Parnell is an affluent neighbourhood known for its high-end boutique shopping, galleries, and excellent dining options. Parnell Village is a short drive or walk to Auckland’s finest neo-classical building, the Auckland War Memorial Museum which holds particular importance to the people of New Zealand. It is home to one of the country’s most treasured collections of military and cultural history.
From Japanese at Gion, the Spanish inspired cuisine of Barulho, fine dining at Cibo and Gerome, and the eclectic 6 seater, Pasture, named in the 2021 ‘Worlds 50 Best’ restaurants, Parnell has something to suit every taste and desire.
Having decided on your favourite restaurant for lunch or dinner (and made a reservation – yes, this is necessary!), you will be looking forward to exploring all of the delights Parnell has to offer.
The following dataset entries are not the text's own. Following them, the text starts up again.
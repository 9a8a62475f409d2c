use std::{
    collections::HashSet,
    fs,
    path::{Path, PathBuf},
    sync::{Mutex, PoisonError},
    time::Instant,
};

use rayon::iter::{IntoParallelRefIterator as _, ParallelIterator as _};

use pcd_core::{pointcloud::extent::Extents, ReconstructionError};
use pcd_exporter::{
    cloud::{cloud_file_name, export_cloud},
    report::{DimensionsReport, REPORT_FILE_NAME},
};
use pcd_parser::reader::manifest::{read_manifest, VehicleRecord};
use pcd_transformer::{ReconstructionBuilder, VehicleReconstructor};

#[derive(Debug, Clone)]
pub struct BatchOptions {
    pub manifest: PathBuf,
    pub data_dir: PathBuf,
    pub output_dir: PathBuf,
    pub translate_offset: Option<f64>,
    /// Vehicle ids to process; empty means all of them.
    pub only: Vec<u32>,
}

#[derive(Debug)]
pub struct VehicleOutcome {
    pub record: VehicleRecord,
    pub result: Result<Extents, ReconstructionError>,
}

#[derive(Debug, Default)]
pub struct BatchSummary {
    /// In manifest order.
    pub outcomes: Vec<VehicleOutcome>,
}

impl BatchSummary {
    pub fn succeeded(&self) -> impl Iterator<Item = (&VehicleRecord, &Extents)> {
        self.outcomes
            .iter()
            .filter_map(|o| o.result.as_ref().ok().map(|e| (&o.record, e)))
    }

    pub fn failed_count(&self) -> usize {
        self.outcomes.iter().filter(|o| o.result.is_err()).count()
    }
}

/// Reconstructs every vehicle of the manifest.
///
/// A failing vehicle is logged and skipped. Only a manifest that cannot be read, or an
/// output directory that cannot be created, fails the whole batch.
pub fn run_batch(options: &BatchOptions) -> Result<BatchSummary, ReconstructionError> {
    let records: Vec<VehicleRecord> = read_manifest(&options.manifest)?
        .into_iter()
        .filter(|r| options.only.is_empty() || options.only.contains(&r.id))
        .collect();
    let records = keep_last_per_id(records);
    log::info!("{} vehicles to process", records.len());

    fs::create_dir_all(&options.output_dir)?;
    let report_path = options.output_dir.join(REPORT_FILE_NAME);
    let report = Mutex::new(DimensionsReport::new());

    let outcomes = records
        .par_iter()
        .map(|record| {
            let start = Instant::now();
            let result = process_vehicle(record, options, &report, &report_path);
            match &result {
                Ok(extents) => log::info!(
                    "vehicle {}: width {:.3} m, height {:.3} m, length {:.3} m ({:?})",
                    record.file_id(),
                    extents.width,
                    extents.height,
                    extents.length,
                    start.elapsed()
                ),
                Err(e) => log::error!("Error processing vehicle {}: {}", record.file_id(), e),
            }
            VehicleOutcome {
                record: *record,
                result,
            }
        })
        .collect();

    Ok(BatchSummary { outcomes })
}

/// A vehicle listed more than once is processed once, with its last row.
fn keep_last_per_id(records: Vec<VehicleRecord>) -> Vec<VehicleRecord> {
    let mut seen = HashSet::new();
    let mut kept: Vec<VehicleRecord> = records
        .into_iter()
        .rev()
        .filter(|r| {
            let first = seen.insert(r.id);
            if !first {
                log::warn!("vehicle {} is listed more than once, using its last row", r.file_id());
            }
            first
        })
        .collect();
    kept.reverse();
    kept
}

fn process_vehicle(
    record: &VehicleRecord,
    options: &BatchOptions,
    report: &Mutex<DimensionsReport>,
    report_path: &Path,
) -> Result<Extents, ReconstructionError> {
    let file_id = record.file_id();
    let config = ReconstructionBuilder::for_vehicle(&options.data_dir, &file_id)
        .translate_offset(options.translate_offset)
        .pass_duration(record.duration)
        .speed(record.speed)
        .build();

    let profile = VehicleReconstructor::new(config).execute()?;

    let cloud_path = options.output_dir.join(cloud_file_name(&file_id));
    export_cloud(&cloud_path, &profile.cloud)?;

    // the report always reflects every vehicle finished so far
    let mut report = report.lock().unwrap_or_else(PoisonError::into_inner);
    report.insert(record.id, profile.extents);
    report.save(report_path)?;

    Ok(profile.extents)
}

#[cfg(test)]
mod tests {
    use super::*;

    struct Fixture {
        dir: tempfile::TempDir,
    }

    impl Fixture {
        fn new(manifest: &str) -> Self {
            let dir = tempfile::tempdir().unwrap();
            fs::create_dir_all(dir.path().join("measurements")).unwrap();
            fs::write(dir.path().join("vehicle_info.txt"), manifest).unwrap();
            Self { dir }
        }

        fn scan(&self, name: &str, text: &str) {
            fs::write(self.dir.path().join("measurements").join(name), text).unwrap();
        }

        fn options(&self, only: Vec<u32>) -> BatchOptions {
            BatchOptions {
                manifest: self.dir.path().join("vehicle_info.txt"),
                data_dir: self.dir.path().join("measurements"),
                output_dir: self.dir.path().join("output"),
                translate_offset: Some(3840.0),
                only,
            }
        }

        fn output(&self, name: &str) -> PathBuf {
            self.dir.path().join("output").join(name)
        }
    }

    const MANIFEST: &str = "VehicleID\tDuration\tSpeed\n1\t1.0\t36\n2\t1.0\t36\n3\t0.5\t72\n";

    #[test]
    fn failing_vehicles_are_skipped() {
        let fixture = Fixture::new(MANIFEST);
        fixture.scan("LIDAR0_01.txt", "1000 0\n2000 0\n");
        fixture.scan("LIDAR1_01.txt", "1000 0\n");
        // vehicle 2 has no scanner files
        fixture.scan("LIDAR0_03.txt", "0 0\n0 0\n");
        fixture.scan("LIDAR1_03.txt", "0 0\n0 0\n");

        let summary = run_batch(&fixture.options(Vec::new())).unwrap();

        assert_eq!(summary.outcomes.len(), 3);
        assert_eq!(summary.failed_count(), 2);
        assert!(matches!(
            summary.outcomes[1].result,
            Err(ReconstructionError::MissingFile(_))
        ));
        assert!(matches!(
            summary.outcomes[2].result,
            Err(ReconstructionError::EmptyCloud)
        ));

        let ok: Vec<u32> = summary.succeeded().map(|(r, _)| r.id).collect();
        assert_eq!(ok, vec![1]);

        assert!(fixture.output("Cloud_01.txt").exists());
        assert!(!fixture.output("Cloud_02.txt").exists());
        assert!(!fixture.output("Cloud_03.txt").exists());

        let report = fs::read_to_string(fixture.output(REPORT_FILE_NAME)).unwrap();
        assert_eq!(
            report,
            "VehicleID\tWidth(m)\tHeight(m)\tLength(m)\n1\t4.840\t0.000\t10.000\n"
        );
    }

    #[test]
    fn cloud_file_has_one_row_per_point() {
        let fixture = Fixture::new(MANIFEST);
        fixture.scan("LIDAR0_01.txt", "1000 1000\n");
        fixture.scan("LIDAR1_01.txt", "0 1000\n");

        let summary = run_batch(&fixture.options(vec![1])).unwrap();
        assert_eq!(summary.outcomes.len(), 1);
        assert_eq!(summary.failed_count(), 0);

        let cloud = fs::read_to_string(fixture.output("Cloud_01.txt")).unwrap();
        assert_eq!(cloud.lines().count(), 3);
        assert!(cloud.lines().all(|l| l.split(' ').count() == 3));
    }

    #[test]
    fn duplicate_ids_use_the_last_row() {
        let fixture = Fixture::new("id\tduration\tspeed\n1\t1.0\t36\n2\t1.0\t36\n1\t1.0\t72\n");
        fixture.scan("LIDAR0_01.txt", "1000 0\n2000 0\n");
        fixture.scan("LIDAR1_01.txt", "1000 0\n");

        let summary = run_batch(&fixture.options(Vec::new())).unwrap();

        let ids: Vec<u32> = summary.outcomes.iter().map(|o| o.record.id).collect();
        assert_eq!(ids, vec![2, 1]);
        assert_eq!(summary.outcomes[1].record.speed, 72.0);

        let report = fs::read_to_string(fixture.output(REPORT_FILE_NAME)).unwrap();
        assert_eq!(
            report,
            "VehicleID\tWidth(m)\tHeight(m)\tLength(m)\n1\t4.840\t0.000\t20.000\n"
        );
    }

    #[test]
    fn only_filters_vehicles() {
        let fixture = Fixture::new(MANIFEST);
        let summary = run_batch(&fixture.options(vec![2, 3])).unwrap();
        let ids: Vec<u32> = summary.outcomes.iter().map(|o| o.record.id).collect();
        assert_eq!(ids, vec![2, 3]);
    }

    #[test]
    fn missing_manifest_fails_the_batch() {
        let dir = tempfile::tempdir().unwrap();
        let options = BatchOptions {
            manifest: dir.path().join("vehicle_info.txt"),
            data_dir: dir.path().to_path_buf(),
            output_dir: dir.path().join("output"),
            translate_offset: None,
            only: Vec::new(),
        };
        assert!(matches!(
            run_batch(&options),
            Err(ReconstructionError::MissingFile(_))
        ));
    }
}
While not to everyone’s tastes, we simply can’t move on without mentioning Parnell’s many boutique shopping opportunities. As you wander along Parnell Road, you will find a relaxed shopping experience complete with home décor, fresh flowers, fashion, high-quality NZ souvenirs, NZ wine and delicacies, jewellery and some fantastic local and international art galleries.
Speaking of art, Parnell is home to some of the best galleries in Auckland. You will find a mix of artist-owned galleries (such as Alvin Pankhurst), NZ specific galleries (Black Door and the Parnell Gallery) and those that favour international artists such as Jonathan Grant Galleries and the International Art Centre.
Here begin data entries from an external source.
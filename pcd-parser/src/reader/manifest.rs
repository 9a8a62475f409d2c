use std::{
    fs::File,
    io::{self, Read},
    path::{Path, PathBuf},
};

use csv::{ReaderBuilder, Trim};
use serde::Deserialize;

use pcd_core::ReconstructionError;

/// One row of the vehicle manifest.
#[derive(Debug, Clone, Copy, PartialEq, Deserialize)]
pub struct VehicleRecord {
    pub id: u32,
    /// Time the vehicle took to pass the scanners, in seconds.
    pub duration: f64,
    /// Vehicle speed, in km/h.
    pub speed: f64,
}

impl VehicleRecord {
    /// Zero-padded id used in file names (`LIDAR0_05.txt`, `Cloud_05.txt`).
    pub fn file_id(&self) -> String {
        format!("{:02}", self.id)
    }
}

pub fn read_manifest(path: impl AsRef<Path>) -> Result<Vec<VehicleRecord>, ReconstructionError> {
    let path = path.as_ref();
    let file = File::open(path).map_err(|e| match e.kind() {
        io::ErrorKind::NotFound => ReconstructionError::MissingFile(path.to_path_buf()),
        _ => ReconstructionError::Io(e),
    })?;
    let records = parse_manifest(path, file)?;
    log::debug!("read {} vehicle records from {:?}", records.len(), path);
    Ok(records)
}

/// Parses tab-separated `id, duration, speed` rows. The first row is a header and
/// columns are matched by position, not by header name.
pub fn parse_manifest<R: Read>(
    path: impl Into<PathBuf>,
    reader: R,
) -> Result<Vec<VehicleRecord>, ReconstructionError> {
    let path = path.into();
    let mut reader = ReaderBuilder::new()
        .delimiter(b'\t')
        .has_headers(true)
        .trim(Trim::All)
        .from_reader(reader);

    let mut records = Vec::new();
    for result in reader.records() {
        let record = result.map_err(|e| csv_error(&path, e))?;
        let vehicle: VehicleRecord = record
            .deserialize(None)
            .map_err(|e| csv_error(&path, e))?;

        for (name, value) in [("duration", vehicle.duration), ("speed", vehicle.speed)] {
            if !value.is_finite() || value < 0.0 {
                let line = record.position().map(|p| p.line() as usize).unwrap_or(0);
                return Err(ReconstructionError::input_format(
                    &path,
                    line,
                    format!("{} must be a non-negative number, got {}", name, value),
                ));
            }
        }
        records.push(vehicle);
    }

    Ok(records)
}

fn csv_error(path: &Path, error: csv::Error) -> ReconstructionError {
    let line = error.position().map(|p| p.line() as usize).unwrap_or(0);
    ReconstructionError::input_format(path, line, error.to_string())
}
One of the main tourist attractions located in Parnell is the Auckland War Memorial Museum which is situated in the Auckland Domain. The Domain itself is the result of an ancient extinct volcano and offers sweeping views of the city and beyond from its 75 hectares of manicured green spaces. The museum also acts as a striking memorial and place for commemorating the New Zealand soldiers throughout our history and the various wartime operations kiwi have been involved in over the years.
While Auckland has a lot to offer within its borders, getting out of the city and into more remote areas of the region is often the ultimate goal for many visitors. This is where the beautiful Waitakere Ranges take centre stage! The Waitākere Ranges Regional Park spans some 16,000 hectares of native forest and comes complete with an abundance of native flora and fauna, beautiful walking tracks, secluded beaches, rambling rivers and streams, and waterfalls.
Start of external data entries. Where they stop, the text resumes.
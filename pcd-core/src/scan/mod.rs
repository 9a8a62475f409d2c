pub mod stream;
pub mod table;

pub use stream::{AlignedLine, AlignedStream, DecodedStream, PlanarPoint, ScanLine, Scanner};
pub use table::RawScanTable;
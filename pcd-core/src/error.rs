use std::path::PathBuf;

use thiserror::Error;

#[derive(Debug, Error)]
pub enum ReconstructionError {
    #[error("Input file is missing: {0}")]
    MissingFile(PathBuf),

    #[error("Failed to parse {path} (line {line}): {message}")]
    InputFormat {
        path: PathBuf,
        line: usize,
        message: String,
    },

    #[error("Cannot compute extents of an empty point cloud")]
    EmptyCloud,

    #[error("I/O error: {0}")]
    Io(#[from] std::io::Error),
}

impl ReconstructionError {
    pub fn input_format(path: impl Into<PathBuf>, line: usize, message: impl Into<String>) -> Self {
        Self::InputFormat {
            path: path.into(),
            line,
            message: message.into(),
        }
    }
}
You will want to begin your journey at the Arataki Visitor Centre, the official entrance to the park framed by an 11 metre high wooden kauri pou carved by local tribal members depicting tribal ancestors and asserting their guardianship over the forest within. The Visitor Centre provides an opportunity to learn about the cultural aspects and history of the park as well as finding out about walking tracks and places of interest.
One of the favourite destinations in the area is Karekare Beach – this is where the famous arrival scenes from the classic film, The Piano, were filmed. The rugged, windswept black sands of this beach instantly transport you into the film and its tale of angst, desire, heartbreak and personal growth. A short walk from the beach and you will find the beautiful Karekare Falls.
The popular Piha Beach with its iconic Lion Rock is also nearby and a favourite with visitors from all around the country. Piha is best known for its epic surf breaks, beautiful black sand and stunning surrounds. Piha has tall cliff headlands at both ends and consistently intense waves, making it a very photogenic spot. The beach itself is semi-divided into two by the majestic presence of Lion Rock, the eroded neck of a volcano (don’t worry, it last erupted over 16 million years ago). Over the course of its life is has been used as a defensive position for Maori and is now a popular tourist attraction where you can climb partway up the rock and enjoy the views.